** Opening Records for processing block **

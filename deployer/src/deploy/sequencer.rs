//! Stage sequencer
//!
//! Drives one deployment through [`STAGES`] on its own tokio task. Every
//! write goes through [`DeploymentStore::update`] and re-checks for
//! cancellation inside the mutation, so a cancel takes effect at the next
//! stage boundary and nothing is appended after the cancellation log.

use std::collections::HashSet;
use std::future::Future;
use std::sync::{Arc, Mutex};
use std::time::Duration;

use chrono::Utc;
use futures::future::BoxFuture;
use futures::FutureExt;
use tokio::task::JoinHandle;
use tracing::{debug, error, info};

use crate::deploy::fsm::{DeploymentEvent, DeploymentState};
use crate::deploy::projector::{self, STAGES};
use crate::errors::DeployError;
use crate::models::deployment::Deployment;
use crate::storage::store::DeploymentStore;

/// Suspension used between a stage's start and completion logs
pub type SleepFn = Arc<dyn Fn(Duration) -> BoxFuture<'static, ()> + Send + Sync>;

/// Wrap a sleep function such as `tokio::time::sleep`
pub fn sleep_fn<S, F>(sleep: S) -> SleepFn
where
    S: Fn(Duration) -> F + Send + Sync + 'static,
    F: Future<Output = ()> + Send + 'static,
{
    Arc::new(move |wait| sleep(wait).boxed())
}

/// Sequencer settings
#[derive(Debug, Clone)]
pub struct SequencerOptions {
    /// Time spent in each stage
    pub stage_delay: Duration,
}

impl Default for SequencerOptions {
    fn default() -> Self {
        Self {
            stage_delay: Duration::from_secs(2),
        }
    }
}

/// How a sequencer run ended
#[derive(Debug, Clone, Copy, PartialEq, Eq)]
pub enum Outcome {
    Completed,
    Cancelled,
    Failed,
}

type RunningSet = Arc<Mutex<HashSet<String>>>;

/// Marks a deployment id as driven by a live task until dropped
struct RunClaim {
    running: RunningSet,
    id: String,
}

impl RunClaim {
    fn acquire(running: &RunningSet, id: &str) -> Result<Self, DeployError> {
        let mut ids = running.lock().unwrap_or_else(|e| e.into_inner());
        if !ids.insert(id.to_string()) {
            return Err(DeployError::Conflict(format!(
                "Deployment {} is already being sequenced",
                id
            )));
        }
        Ok(Self {
            running: running.clone(),
            id: id.to_string(),
        })
    }
}

impl Drop for RunClaim {
    fn drop(&mut self) {
        let mut ids = self.running.lock().unwrap_or_else(|e| e.into_inner());
        ids.remove(&self.id);
    }
}

/// Stage sequencer
pub struct Sequencer {
    store: Arc<dyn DeploymentStore>,
    options: SequencerOptions,
    sleep_fn: SleepFn,
    running: RunningSet,
}

impl Sequencer {
    /// Create a sequencer that waits on the tokio timer
    pub fn new(store: Arc<dyn DeploymentStore>, options: SequencerOptions) -> Self {
        Self::with_sleep_fn(store, options, sleep_fn(tokio::time::sleep))
    }

    pub fn with_sleep_fn(
        store: Arc<dyn DeploymentStore>,
        options: SequencerOptions,
        sleep_fn: SleepFn,
    ) -> Self {
        Self {
            store,
            options,
            sleep_fn,
            running: Arc::new(Mutex::new(HashSet::new())),
        }
    }

    /// Whether a task is currently driving `id`
    pub fn is_running(&self, id: &str) -> bool {
        let ids = self.running.lock().unwrap_or_else(|e| e.into_inner());
        ids.contains(id)
    }

    /// Spawn the task that drives `deployment` through every stage.
    ///
    /// Only a pending record that no other task is driving can be launched.
    pub async fn launch(
        &self,
        deployment: &Deployment,
    ) -> Result<JoinHandle<Outcome>, DeployError> {
        let claim = RunClaim::acquire(&self.running, &deployment.id)?;

        let current = self.store.get(&deployment.id, &deployment.owner_id).await?;
        if current.status != DeploymentState::Pending {
            return Err(DeployError::Conflict(format!(
                "Deployment {} is {} and cannot be started",
                current.id, current.status
            )));
        }

        let store = self.store.clone();
        let sleep_fn = self.sleep_fn.clone();
        let delay = self.options.stage_delay;
        let id = current.id;

        info!("Launching sequencer for deployment {}", id);
        let handle = tokio::spawn(async move {
            let _claim = claim;
            drive(store.as_ref(), &id, delay, &sleep_fn).await
        });

        Ok(handle)
    }
}

async fn drive(
    store: &dyn DeploymentStore,
    id: &str,
    delay: Duration,
    sleep_fn: &SleepFn,
) -> Outcome {
    match run_stages(store, id, delay, sleep_fn).await {
        Ok(()) => {
            info!("Deployment {} completed", id);
            Outcome::Completed
        }
        Err(DeployError::Cancelled(_)) => {
            info!("Deployment {} cancelled, sequencer stopped", id);
            Outcome::Cancelled
        }
        Err(fault) => {
            error!("Deployment {} failed: {}", id, fault);
            record_failure(store, id, &fault).await;
            Outcome::Failed
        }
    }
}

async fn run_stages(
    store: &dyn DeploymentStore,
    id: &str,
    delay: Duration,
    sleep_fn: &SleepFn,
) -> Result<(), DeployError> {
    let total = STAGES.len();

    for (index, stage) in STAGES.into_iter().enumerate() {
        store
            .update(
                id,
                Box::new(move |d: &mut Deployment| {
                    halt_if_cancelled(d)?;
                    d.status = d
                        .status
                        .next(&DeploymentEvent::Advance)
                        .map_err(DeployError::SequencerFault)?;
                    d.progress = d.progress.max(projector::progress_at(index, total));
                    d.logs.push(projector::stage_started(stage));
                    Ok(())
                }),
            )
            .await?;
        debug!("Deployment {}: {} ({}/{})", id, stage, index + 1, total);

        sleep_fn(delay).await;

        store
            .update(
                id,
                Box::new(move |d: &mut Deployment| {
                    halt_if_cancelled(d)?;
                    d.logs.push(projector::stage_completed(stage));
                    Ok(())
                }),
            )
            .await?;
    }

    store
        .update(
            id,
            Box::new(|d: &mut Deployment| {
                halt_if_cancelled(d)?;
                d.status = d
                    .status
                    .next(&DeploymentEvent::Complete)
                    .map_err(DeployError::SequencerFault)?;
                let url = projector::service_url(&d.cloud_provider, &d.region, &d.id);
                d.progress = 100;
                d.completed_at = Some(Utc::now());
                d.endpoints = Some(projector::endpoints(&url));
                d.logs.push(projector::deployment_succeeded(&url));
                d.url = Some(url);
                Ok(())
            }),
        )
        .await?;

    Ok(())
}

fn halt_if_cancelled(deployment: &Deployment) -> Result<(), DeployError> {
    if deployment.status == DeploymentState::Cancelled {
        return Err(DeployError::Cancelled(deployment.id.clone()));
    }
    Ok(())
}

/// Faults are terminal: mark the record failed instead of retrying
pub(crate) async fn record_failure(store: &dyn DeploymentStore, id: &str, fault: &DeployError) {
    let reason = fault.to_string();
    let result = store
        .update(
            id,
            Box::new(move |d: &mut Deployment| {
                d.status = d
                    .status
                    .next(&DeploymentEvent::Fail(reason.clone()))
                    .map_err(DeployError::Conflict)?;
                d.completed_at = Some(Utc::now());
                d.logs.push(projector::deployment_failed(&reason));
                Ok(())
            }),
        )
        .await;

    if let Err(e) = result {
        error!("Unable to record failure of deployment {}: {}", id, e);
    }
}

** Closing Records for processing block **

| Exercise prompt |
Find each line in the listing above that contains "cancellation", and copy that line.

| Answer to this exercise |
//! cancellation inside the mutation, so a cancel takes effect at the next
//! stage boundary and nothing is appended after the cancellation log.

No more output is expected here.